North Korea contributes to Doomsday Clock being reset to 2½ minutes to midnight
The Doomsday Clock was created in a publication called the Bulletin of the Atomic Scientists in 1947 and was intended as a stark graphical representation of how close the planet Earth is to nuclear annihilation. The minute hand shows the relative time remaining for life on Earth. This is measured in “minutes to midnight.” The minute hand is moved once per year.
At the start of the Cold War (1947), the clock was set at seven minutes to midnight. In 1991, just after the end of the Cold War, the clock showed 17 minutes to midnight.
This year the Bulletin of the Atomic Scientists issued a shocking announcement that The Doomsday Clock was moved forward to 2½ minutes to midnight, the closest to disaster the clock has been since 1953. (At that time, it was set at two minutes to midnight due to a U.S. decision to pursue the hydrogen bomb.)
[As part of the reason] for moving the Doomsday Clock forward to “two and a half minutes to midnight,” The Bulletin cited the North Korean situation.

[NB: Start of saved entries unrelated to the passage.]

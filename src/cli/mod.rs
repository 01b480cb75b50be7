//! CLI module for llm-console
//!
//! Command-line interface definitions and handlers.
//!
//! # Commands
//!
//! - `infer` - Submit one prompt and print the response
//! - `logs` - Show recent inference history
//! - `metrics` - Show per-model latency metrics
//! - `health` - Show proxy backend health
//! - `watch` - Live dashboard with background refresh and prompt input
//! - `config` - Configuration utilities (init)
//! - `completions` - Generate shell completions
//!
//! # Example
//!
//! ```bash
//! # Ask the accurate model
//! llm-console infer "Explain retries" --strategy accurate
//!
//! # Live dashboard against a remote proxy
//! llm-console watch --api-url http://proxy.internal:8000
//! ```

pub mod completions;
pub mod config;
pub mod health;
pub mod history;
pub mod infer;
pub mod output;
pub mod setup;
pub mod watch;

pub use completions::handle_completions;
pub use config::handle_config_init;

use crate::api::Strategy;
use clap::{Args, Parser, Subcommand};
use std::path::PathBuf;

/// llm-console - terminal client for the LLM proxy
#[derive(Parser, Debug)]
#[command(
    name = "llm-console",
    version,
    about = "Submit prompts to the LLM proxy and watch its logs and latency"
)]
pub struct Cli {
    #[command(subcommand)]
    pub command: Commands,
}

#[derive(Subcommand, Debug)]
pub enum Commands {
    /// Submit a prompt and print the response
    Infer(InferArgs),
    /// Show recent inference logs
    Logs(LogsArgs),
    /// Show latency metrics per model
    Metrics(MetricsArgs),
    /// Show proxy backend health
    Health(HealthArgs),
    /// Live dashboard refreshed on a timer
    Watch(WatchArgs),
    /// Configuration utilities
    #[command(subcommand)]
    Config(ConfigCommands),
    /// Generate shell completions
    Completions(CompletionsArgs),
}

/// Options shared by every command that talks to the proxy.
#[derive(Args, Debug, Clone)]
pub struct ConnectionArgs {
    /// Path to configuration file
    #[arg(short, long, default_value = "llm-console.toml")]
    pub config: PathBuf,

    /// Override proxy base URL
    #[arg(long, env = "LLM_CONSOLE_API_URL")]
    pub api_url: Option<String>,

    /// Set log level (trace, debug, info, warn, error)
    #[arg(short, long, env = "LLM_CONSOLE_LOG_LEVEL")]
    pub log_level: Option<String>,
}

#[derive(Args, Debug)]
pub struct InferArgs {
    /// Prompt text
    pub prompt: String,

    /// Model strategy (fast, accurate)
    #[arg(short, long)]
    pub strategy: Option<Strategy>,

    /// Output as JSON
    #[arg(long)]
    pub json: bool,

    #[command(flatten)]
    pub connection: ConnectionArgs,
}

#[derive(Args, Debug)]
pub struct LogsArgs {
    /// Number of rows to fetch (defaults to polling.log_limit)
    #[arg(short = 'n', long)]
    pub limit: Option<u32>,

    /// Output as JSON
    #[arg(long)]
    pub json: bool,

    #[command(flatten)]
    pub connection: ConnectionArgs,
}

#[derive(Args, Debug)]
pub struct MetricsArgs {
    /// Output as JSON
    #[arg(long)]
    pub json: bool,

    #[command(flatten)]
    pub connection: ConnectionArgs,
}

#[derive(Args, Debug)]
pub struct HealthArgs {
    /// Output as JSON
    #[arg(long)]
    pub json: bool,

    #[command(flatten)]
    pub connection: ConnectionArgs,
}

#[derive(Args, Debug)]
pub struct WatchArgs {
    /// Refresh interval in milliseconds (defaults to polling.interval_ms)
    #[arg(short, long)]
    pub interval_ms: Option<u64>,

    /// Initial model strategy (fast, accurate)
    #[arg(short, long)]
    pub strategy: Option<Strategy>,

    #[command(flatten)]
    pub connection: ConnectionArgs,
}

#[derive(Subcommand, Debug)]
pub enum ConfigCommands {
    /// Initialize a new configuration file
    Init(ConfigInitArgs),
}

#[derive(Args, Debug)]
pub struct ConfigInitArgs {
    /// Output file path
    #[arg(short, long, default_value = "llm-console.toml")]
    pub output: PathBuf,

    /// Overwrite existing file
    #[arg(short, long)]
    pub force: bool,
}

#[derive(Args, Debug)]
pub struct CompletionsArgs {
    /// Shell to generate completions for
    #[arg(value_enum)]
    pub shell: clap_complete::Shell,
}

North Korea has made great strides in short-range and intermediate-range missiles, and is working toward an intercontinental ballistic missile (ICBM), that could reach Los Angeles and much of the rest of the United States from their territory. North Korea also has a store of plutonium and highly-enriched uranium (HEU) that can be converted into nuclear weapons. It has made progress in the miniaturization and ruggedization of those weapons so they can be converted to warheads and placed on the missiles. The only remaining element of the nightmare scenario is intent.